Comment se relever intelligemment dans un tel contexte ?

D’abord, par un engagement citoyen, responsable et désintéressé des acteurs de la société civile et de la classe politique. Cela passe aussi nécessairement par un dialogue franc impliquant les principaux acteurs de la vie nationale et surtout ceux du secteur économique, afin de définir une nouvelle vision. Par exemple, un mécanisme populaire qui a été maintes fois proposé en Haïti et qui pourrait être éventuellement utilisé est l’organisation d’une Conférence nationale souveraine. Elle est en fait un grand forum qui réunit les acteurs sociaux et économiques pour discuter des solutions que l’État peut adopter aux problèmes endémiques que vit le pays.

Cette vision devra intégrer les intérêts et les besoins de chaque Haïtien. L’approche partisane et exclusive qui a toujours prédominé depuis l’assassinat de Jean‑Jacques Dessalines, en 1806 (premier chef d’État après la révolution haïtienne de 1791 à 1804) doit définitivement cesser. Ensuite, la communauté internationale devra adopter un nouveau type de soutien au pays. Il ne s’agira plus d’imposer des directives, mais d’être à l’écoute et de conseiller au besoin sur les meilleures interventions.

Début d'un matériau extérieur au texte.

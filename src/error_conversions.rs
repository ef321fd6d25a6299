//! Error conversion glue between layers.
//!
//! The domain layer must not depend on service/repository error types, so
//! the `From` impls connecting them live here.

use crate::domain::errors::CatalogError;
use crate::domain::types::TypeConstraintError;
use crate::repository::errors::RepositoryError;
use crate::services::errors::ServiceError;

impl From<TypeConstraintError> for ServiceError {
    fn from(val: TypeConstraintError) -> Self {
        ServiceError::TypeConstraint(val.to_string())
    }
}

impl From<TypeConstraintError> for RepositoryError {
    fn from(val: TypeConstraintError) -> Self {
        RepositoryError::ValidationError(val.to_string())
    }
}

impl From<CatalogError> for ServiceError {
    fn from(val: CatalogError) -> Self {
        ServiceError::Import(val.to_string())
    }
}

impl From<RepositoryError> for ServiceError {
    fn from(val: RepositoryError) -> Self {
        match val {
            RepositoryError::ValidationError(message) => ServiceError::TypeConstraint(message),
            RepositoryError::Poisoned => ServiceError::Internal,
        }
    }
}

#[cfg(test)]
mod tests {
    use super::*;

    #[test]
    fn maps_errors_between_layers() {
        let err: ServiceError = TypeConstraintError::EmptyString("product id").into();
        assert_eq!(err, ServiceError::TypeConstraint("product id cannot be empty".into()));

        let err: ServiceError = RepositoryError::Poisoned.into();
        assert_eq!(err, ServiceError::Internal);

        let err: ServiceError = CatalogError::MalformedDocument("eof".into()).into();
        assert_eq!(err, ServiceError::Import("malformed document: eof".into()));
    }
}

Face à la situation économique chaotique, un retour de l’aide internationale est incontournable, mais elle devra être plus cohérente, coordonnée et acheminée à travers un seul canal afin d’assurer un plus grand effet de levier. L’appui de la communauté internationale devra également s’inscrire dans une perspective de plusieurs décennies en espérant ainsi que la démocratie s’installe pour de bon en Haïti.